Comment
The Premiership's neglected region
Hugh Godwin
September 7, 2010

When Exeter won their first match in the Premiership against Gloucester last week there were plenty of smiling faces at Sandy Park - and that was just in the press box. The media in England are often and probably justifiably criticised for being London-centric, but a fair number of the most prominent rugby writers live in the west country.

A successful Exeter would be right up their street, almost literally, and one correspondent from a Sunday broadsheet looked particularly chuffed, considering the Chiefs' stadium is just an energetic cycle ride from his home.

Leaving aside these terribly selfish considerations, the questions raised by Exeter's arrival among the elite after 13 years spent in the second tier - during which they finished second or third seven times though never top - are why has it taken so long and does it represent an opportunity grievously overlooked?

Some of us can recall day one of the leagues in England, in the 1987-88 season. It wasn't a big deal - 11 matches you had to fit into your traditional fixture list wherever you could, and to begin with a few of them didn't even get played. I remember a commemorative photo being taken to mark the first match between Nottingham and Moseley. The drawback was that it was taken after the final whistle so one captain - of the losing side of course - looked significantly more miserable than his opposite number.

It was all pretty ad hoc but it was what was wanted by people dissatisfied with the old higgledy-piggledy structure of merit tables and cobweb-encrusted fixtures with the services, universities and such-like. Since then there has been gradual development, investment and evolution to reach the Aviva Premiership we see today.

From crowds in three or four figures in those initial seasons when most clubs played at homely little grounds surrounded by residential streets, we have 75,000 spectators at Twickenham for the London Double Header, and an average of 13,000 spectators last season. No one knows whether the league has reached its peak or if it can carry on to the average 17,000 attendance Premiership Rugby are hoping for in the next few years.

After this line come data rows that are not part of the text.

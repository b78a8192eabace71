//! Logging setup for the cedarfs master.
//!
//! The master always logs to the console; operators may additionally point
//! it at a directory of daily-rotated files. Library crates only emit
//! through the `tracing` macros and never install a subscriber themselves.

use serde::{Deserialize, Serialize};
use std::path::PathBuf;
use tracing_appender::non_blocking::WorkerGuard;
use tracing_appender::rolling;
use tracing_subscriber::{fmt, prelude::*, EnvFilter};

/// Re-export tracing macros for convenience.
pub use tracing::{debug, error, info, trace, warn};

#[derive(Debug, Clone, Serialize, Deserialize)]
pub struct LogConfig {
    /// Log level filter (trace, debug, info, warn, error).
    #[serde(default = "default_level")]
    pub level: String,

    /// Directory for daily-rotated log files. If None, console only.
    pub log_dir: Option<PathBuf>,

    /// Prefix for log file names.
    #[serde(default = "default_prefix")]
    pub file_prefix: String,
}

fn default_level() -> String {
    "info".into()
}

fn default_prefix() -> String {
    "cedarfs-master".into()
}

impl Default for LogConfig {
    fn default() -> Self {
        LogConfig {
            level: default_level(),
            log_dir: None,
            file_prefix: default_prefix(),
        }
    }
}

fn env_filter(config: &LogConfig) -> EnvFilter {
    EnvFilter::try_from_default_env().unwrap_or_else(|_| EnvFilter::new(&config.level))
}

/// Initialize logging for the master process. Call once at startup.
///
/// Returns the guard for the non-blocking file writer when file logging is
/// configured; it must be held for the lifetime of the process or buffered
/// lines are lost on exit.
pub fn init_logging(config: &LogConfig) -> Option<WorkerGuard> {
    let registry = tracing_subscriber::registry()
        .with(env_filter(config))
        .with(fmt::layer());
    match &config.log_dir {
        Some(log_dir) => {
            let appender = rolling::daily(log_dir, &config.file_prefix);
            let (writer, guard) = tracing_appender::non_blocking(appender);
            registry
                .with(fmt::layer().with_ansi(false).with_writer(writer))
                .init();
            Some(guard)
        }
        None => {
            registry.init();
            None
        }
    }
}

/// Best-effort console logging for tests.
///
/// Unlike [`init_logging`] this tolerates repeated calls (each test binary
/// races to install the subscriber first) and honours `RUST_LOG`.
pub fn init_for_tests() {
    let _ = tracing_subscriber::registry()
        .with(EnvFilter::try_from_default_env().unwrap_or_else(|_| EnvFilter::new("warn")))
        .with(fmt::layer().with_test_writer())
        .try_init();
}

What we do know is that throughout these two-and-a-bit decades of leagues Devon and Cornwall have been notable by their absence from the top division. Individual players such as Phil Vickery and Graham Dawe have been obliged to join Gloucester, Bath and Bristol (in the main) to make their way but their home counties have been a Premiership-free zone until now.

This despite the great interest in and love of the game in the region, which can be seen in the number of clubs in the higher reaches of English rugby - currently two in the Championship and two in National League One. You may also remember 40,000 Cornish fans travelling to Twickenham for a county final against Yorkshire in 1991 and inbound tour matches enthusiastically supported at places like Redruth with their famous 'Hellfire Corner'. I would argue that if you were drawing the Premiership up from scratch on a blank sheet of paper you would definitely include a team from Cornwall and possibly one from Devon too.

Instead, with the way things have gone it has been left to each club to make the best of their situation. The likes of London Irish and Saracens were in the right place at the right time as professional rugby developed, and now they are well known "brands", though I find it very confusing as to what their brands genuinely represent. Berkshire and Hertfordshire? Ireland and South Africa? Rugby and having a good time? That's not a bad slogan, I guess.

Of course these clubs and the other well known Premiership sides have invested a lot of money in facilities and players, but I have never agreed that this completely voluntary outlay gave them the right to dictate was what good for everyone else in the English game.

That should have been the national union's responsibility but they have proved unwilling or unable to do much about it, save for their steadfast opposition (led by the now former chief executive Francis Baron) to the Premiership hard-liners who wanted to do away with promotion and relegation. It is in fact only that narrow drawbridge - one place a year available to the winners of the Championship - which gives the likes of Exeter the chance to rise up. Economically, geographically and demographically, the balance could be better spread by including the far west, but there is no way any existing Premiership club would volunteer to give up what they have.

The biggest Premiership shareholders believe their greater allocation from central funding - roughly double that of Exeter's new boys - is rightfully theirs, partly for what they have done to "create" the Premiership. In this system, all men are equal but some or more equal than others. I am sure they would argue that the way is still open and that if a region such as Devon and Cornwall is genuinely strong, then a club will come through and prosper. But Exeter have a weaker squad than most for well documented reasons, and if they get relegated Devon and Cornwall will be on the outside looking in again.

The best but very unlikely answer if the current system is not going to change would be for the two counties to invest everything they have into one club - perhaps, and here's an idea, splitting its home matches between two grounds, as Munster do, say, with Cork and Limerick. The Premiership "brand" as a whole would surely have been stronger for a west country presence, as would English rugby. It might have meant one out of Saracens, Wasps and London Irish would have to go, but which one of them has a 'Hellfire Corner'?